• _Saved data entries_:

//! Reveal collapsed thought panels before reading the page.
//!
//! Gemini renders a model's reasoning inside `<model-thoughts>` only after
//! its header button is clicked. Every collapsed panel is activated at once,
//! then the page is polled until each panel holds a `.markdown` body or the
//! deadline passes. Running out of time is not an error: panels that never
//! rendered simply contribute nothing to the export.

use std::time::Duration;

use once_cell::sync::Lazy;
use scraper::Selector;
use tokio::time::{sleep, Instant};
use tracing::debug;

use crate::node::{Document, NodeId};
use crate::options::ExtractOptions;
use crate::page::Page;

static THOUGHT_PANEL: Lazy<Selector> = Lazy::new(|| Selector::parse("model-thoughts").unwrap());
static DISCLOSURE_CONTROL: Lazy<Selector> = Lazy::new(|| Selector::parse("button").unwrap());
static EXPANDED_CONTENT: Lazy<Selector> = Lazy::new(|| Selector::parse(".markdown").unwrap());

/// Shortest delay between polls, so a zero interval cannot spin
const MIN_POLL_INTERVAL: Duration = Duration::from_millis(1);

/// A collapsed panel and the control that reveals it
#[derive(Debug, Clone, Copy, PartialEq, Eq)]
pub struct Panel {
    pub control: NodeId,
    pub container: NodeId,
}

/// How an [`expand`] call ended
#[derive(Debug, Clone, Copy, PartialEq, Eq)]
pub enum ExpandOutcome {
    /// Every panel was already open, or the page has none
    NothingToExpand,
    /// All activated panels rendered content
    Expanded { panels: usize },
    /// The deadline passed with `pending` panels still empty
    TimedOut { panels: usize, pending: usize },
}

/// Whether `container` already holds rendered content
pub fn is_expanded(doc: &Document, container: NodeId) -> bool {
    doc.select_first(container, &EXPANDED_CONTENT).is_some()
}

/// Collapsed panels that have a control to open them, in document order
pub fn collapsed_panels(doc: &Document) -> Vec<Panel> {
    doc.select(doc.root(), &THOUGHT_PANEL)
        .into_iter()
        .filter(|&container| !is_expanded(doc, container))
        .filter_map(|container| {
            doc.select_first(container, &DISCLOSURE_CONTROL)
                .map(|control| Panel { control, container })
        })
        .collect()
}

/// Activate every collapsed panel, then wait until all of them show content
/// or `options.expand_timeout` elapses. Never fails and never waits past the
/// deadline.
pub async fn expand<P: Page>(page: &P, options: &ExtractOptions) -> ExpandOutcome {
    let panels = page.with_document(collapsed_panels);
    if panels.is_empty() {
        return ExpandOutcome::NothingToExpand;
    }

    for panel in &panels {
        page.activate(panel.control);
    }
    debug!(panels = panels.len(), "activated thought panels");

    let deadline = Instant::now() + options.expand_timeout;
    let interval = options.poll_interval.max(MIN_POLL_INTERVAL);

    loop {
        let pending = page.with_document(|doc| {
            panels
                .iter()
                .filter(|panel| !is_expanded(doc, panel.container))
                .count()
        });
        if pending == 0 {
            debug!(panels = panels.len(), "thought panels expanded");
            return ExpandOutcome::Expanded {
                panels: panels.len(),
            };
        }

        let now = Instant::now();
        if now >= deadline {
            debug!(pending, "continuing with thought panels still collapsed");
            return ExpandOutcome::TimedOut {
                panels: panels.len(),
                pending,
            };
        }

        sleep(interval.min(deadline - now)).await;
    }
}

#[cfg(test)]
mod tests {
    use std::cell::{Cell, RefCell};

    use super::*;

    /// A host that renders a panel's body `delay` after its control is
    /// activated, or never when `delay` is `None`.
    struct RenderingPage {
        doc: RefCell<Document>,
        delay: Option<Duration>,
        scheduled: RefCell<Vec<(Instant, NodeId)>>,
        activations: Cell<usize>,
    }

    impl RenderingPage {
        fn new(doc: Document, delay: Option<Duration>) -> Self {
            Self {
                doc: RefCell::new(doc),
                delay,
                scheduled: RefCell::new(Vec::new()),
                activations: Cell::new(0),
            }
        }

        fn render_due(&self) {
            let now = Instant::now();
            let mut scheduled = self.scheduled.borrow_mut();
            let mut doc = self.doc.borrow_mut();
            scheduled.retain(|&(ready_at, container)| {
                if ready_at > now {
                    return true;
                }
                let body = doc.append_element_with_attrs(container, "div", &[("class", "markdown")]);
                doc.append_text(body, "thinking...");
                false
            });
        }
    }

    impl Page for RenderingPage {
        fn with_document<R>(&self, f: impl FnOnce(&Document) -> R) -> R {
            self.render_due();
            f(&self.doc.borrow())
        }

        fn activate(&self, control: NodeId) {
            self.activations.set(self.activations.get() + 1);
            let Some(delay) = self.delay else { return };
            let container = self
                .doc
                .borrow()
                .closest(control, "model-thoughts")
                .expect("control sits in a panel");
            self.scheduled
                .borrow_mut()
                .push((Instant::now() + delay, container));
        }
    }

    fn page_with_panels(collapsed: usize, open: usize) -> Document {
        let mut doc = Document::new("body");
        let root = doc.root();
        for _ in 0..collapsed {
            let panel = doc.append_element(root, "model-thoughts");
            doc.append_element(panel, "button");
        }
        for _ in 0..open {
            let panel = doc.append_element(root, "model-thoughts");
            doc.append_element(panel, "button");
            doc.append_element_with_attrs(panel, "div", &[("class", "markdown")]);
        }
        doc
    }

    #[test]
    fn test_collapsed_panels_skip_open_ones() {
        let doc = page_with_panels(2, 1);
        let panels = collapsed_panels(&doc);
        assert_eq!(panels.len(), 2);
        assert!(panels.iter().all(|p| doc.parent(p.control) == Some(p.container)));
    }

    #[test]
    fn test_panel_without_control_is_ignored() {
        let mut doc = Document::new("body");
        let root = doc.root();
        doc.append_element(root, "model-thoughts");
        assert!(collapsed_panels(&doc).is_empty());
    }

    #[tokio::test(start_paused = true)]
    async fn test_nothing_to_expand_returns_immediately() {
        let page = RenderingPage::new(page_with_panels(0, 2), None);
        let start = Instant::now();
        let outcome = expand(&page, &ExtractOptions::default()).await;
        assert_eq!(outcome, ExpandOutcome::NothingToExpand);
        assert_eq!(start.elapsed(), Duration::ZERO);
        assert_eq!(page.activations.get(), 0);
    }

    #[tokio::test(start_paused = true)]
    async fn test_resolves_once_all_panels_render() {
        let page = RenderingPage::new(page_with_panels(3, 0), Some(Duration::from_millis(250)));
        let start = Instant::now();
        let outcome = expand(&page, &ExtractOptions::default()).await;

        assert_eq!(outcome, ExpandOutcome::Expanded { panels: 3 });
        assert_eq!(page.activations.get(), 3);
        // Activated together, so one render delay plus at most one poll
        let elapsed = start.elapsed();
        assert!(elapsed >= Duration::from_millis(250));
        assert!(elapsed < Duration::from_millis(400), "took {:?}", elapsed);
    }

    #[tokio::test(start_paused = true)]
    async fn test_times_out_at_deadline_without_failing() {
        let page = RenderingPage::new(page_with_panels(2, 0), None);
        let options = ExtractOptions::default();
        let start = Instant::now();
        let outcome = expand(&page, &options).await;

        assert_eq!(outcome, ExpandOutcome::TimedOut { panels: 2, pending: 2 });
        let elapsed = start.elapsed();
        assert!(elapsed >= options.expand_timeout);
        assert!(elapsed < options.expand_timeout + options.poll_interval, "took {:?}", elapsed);
    }

    #[tokio::test(start_paused = true)]
    async fn test_last_sleep_is_clipped_to_deadline() {
        let page = RenderingPage::new(page_with_panels(1, 0), None);
        let options = ExtractOptions::default()
            .with_expand_timeout(Duration::from_millis(250))
            .with_poll_interval(Duration::from_millis(100));
        let start = Instant::now();
        expand(&page, &options).await;

        let elapsed = start.elapsed();
        assert!(elapsed >= Duration::from_millis(250));
        assert!(elapsed < Duration::from_millis(300), "took {:?}", elapsed);
    }

    #[tokio::test(start_paused = true)]
    async fn test_zero_timeout_checks_once() {
        let page = RenderingPage::new(page_with_panels(1, 0), Some(Duration::from_millis(10)));
        let options = ExtractOptions::default().with_expand_timeout(Duration::ZERO);
        let outcome = expand(&page, &options).await;
        assert_eq!(outcome, ExpandOutcome::TimedOut { panels: 1, pending: 1 });
        assert_eq!(page.activations.get(), 1);
    }
}
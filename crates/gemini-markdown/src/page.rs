//! The host page the converter reads from.
//!
//! A [`Page`] owns the live document. The converter only reads it, except for
//! asking the host to activate disclosure controls; the host renders the
//! revealed content on its own schedule, and later reads observe the result.

use chrono::{DateTime, FixedOffset, Local};

use crate::node::{Document, NodeId};

/// A live conversation page.
///
/// Methods take `&self`; hosts that render asynchronously keep their
/// document behind interior mutability on a single thread.
pub trait Page {
    /// Run `f` against the current state of the document
    fn with_document<R>(&self, f: impl FnOnce(&Document) -> R) -> R;

    /// Trigger a disclosure control, as a click would
    fn activate(&self, control: NodeId);

    /// Address of the page, empty when unknown
    fn url(&self) -> String {
        String::new()
    }

    /// Local wall-clock time used for the front matter date
    fn now(&self) -> DateTime<FixedOffset> {
        Local::now().into()
    }
}

/// A page that never changes, such as a saved HTML file.
///
/// Activating a control does nothing.
#[derive(Debug, Clone)]
pub struct StaticPage {
    document: Document,
    url: String,
    captured_at: Option<DateTime<FixedOffset>>,
}

impl StaticPage {
    pub fn new(document: Document) -> Self {
        Self {
            document,
            url: String::new(),
            captured_at: None,
        }
    }

    /// Parse `html` as a full page
    pub fn from_html(html: &str) -> Self {
        Self::new(Document::parse_html(html))
    }

    pub fn with_url(mut self, url: impl Into<String>) -> Self {
        self.url = url.into();
        self
    }

    /// Pin the date reported by [`Page::now`]
    pub fn with_captured_at(mut self, date: DateTime<FixedOffset>) -> Self {
        self.captured_at = Some(date);
        self
    }

    pub fn document(&self) -> &Document {
        &self.document
    }
}

impl Page for StaticPage {
    fn with_document<R>(&self, f: impl FnOnce(&Document) -> R) -> R {
        f(&self.document)
    }

    fn activate(&self, _control: NodeId) {}

    fn url(&self) -> String {
        self.url.clone()
    }

    fn now(&self) -> DateTime<FixedOffset> {
        self.captured_at.unwrap_or_else(|| Local::now().into())
    }
}
//! List markers and nested-list indentation.
//!
//! A nested item must be indented by exactly the width of every enclosing
//! item's marker for CommonMark renderers to see the nesting. Markers are
//! derived from the live tree on every call: an item's marker depends only on
//! its parent's kind and its position among the parent's element children.

use crate::node::{Document, NodeId};

#[derive(Debug, Clone, Copy, PartialEq, Eq)]
pub enum ListKind {
    Ordered,
    Unordered,
}

/// Where a list item sits in its list.
#[derive(Debug, Clone, Copy, PartialEq, Eq)]
pub struct ListContext {
    pub kind: ListKind,
    /// 1-based position among the parent's element children
    pub position: usize,
}

impl ListContext {
    /// Derive the context of `item` from its parent.
    ///
    /// An item without a parent is treated as the first entry of an
    /// unordered list.
    pub fn of(doc: &Document, item: NodeId) -> Self {
        let kind = match doc.parent(item) {
            Some(parent) if doc.tag_name(parent) == "ol" => ListKind::Ordered,
            _ => ListKind::Unordered,
        };
        let position = doc.element_index(item).map_or(1, |i| i + 1);
        Self { kind, position }
    }

    /// `"{n}. "` for ordered lists, `"* "` otherwise
    pub fn marker(&self) -> String {
        match self.kind {
            ListKind::Ordered => format!("{}. ", self.position),
            ListKind::Unordered => "* ".to_string(),
        }
    }

    pub fn marker_width(&self) -> usize {
        self.marker().len()
    }
}

/// Marker text of a list item
pub fn marker(doc: &Document, item: NodeId) -> String {
    ListContext::of(doc, item).marker()
}

/// Indentation of a list item: one run of spaces per enclosing list item,
/// each as wide as that item's marker, outermost first.
pub fn indent(doc: &Document, item: NodeId) -> String {
    let width: usize = doc
        .ancestors(item)
        .filter(|&a| doc.tag_name(a) == "li")
        .map(|a| ListContext::of(doc, a).marker_width())
        .sum();
    " ".repeat(width)
}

• _EXERCISE PROMPT_: Give back, verbatim, the lines from the top of the entries above through the line containing "use std::time::Duration;".

• _RESPONSE_:
//! Reveal collapsed thought panels before reading the page.
//!
//! Gemini renders a model's reasoning inside `<model-thoughts>` only after
//! its header button is clicked. Every collapsed panel is activated at once,
//! then the page is polled until each panel holds a `.markdown` body or the
//! deadline passes. Running out of time is not an error: panels that never
//! rendered simply contribute nothing to the export.

use std::time::Duration;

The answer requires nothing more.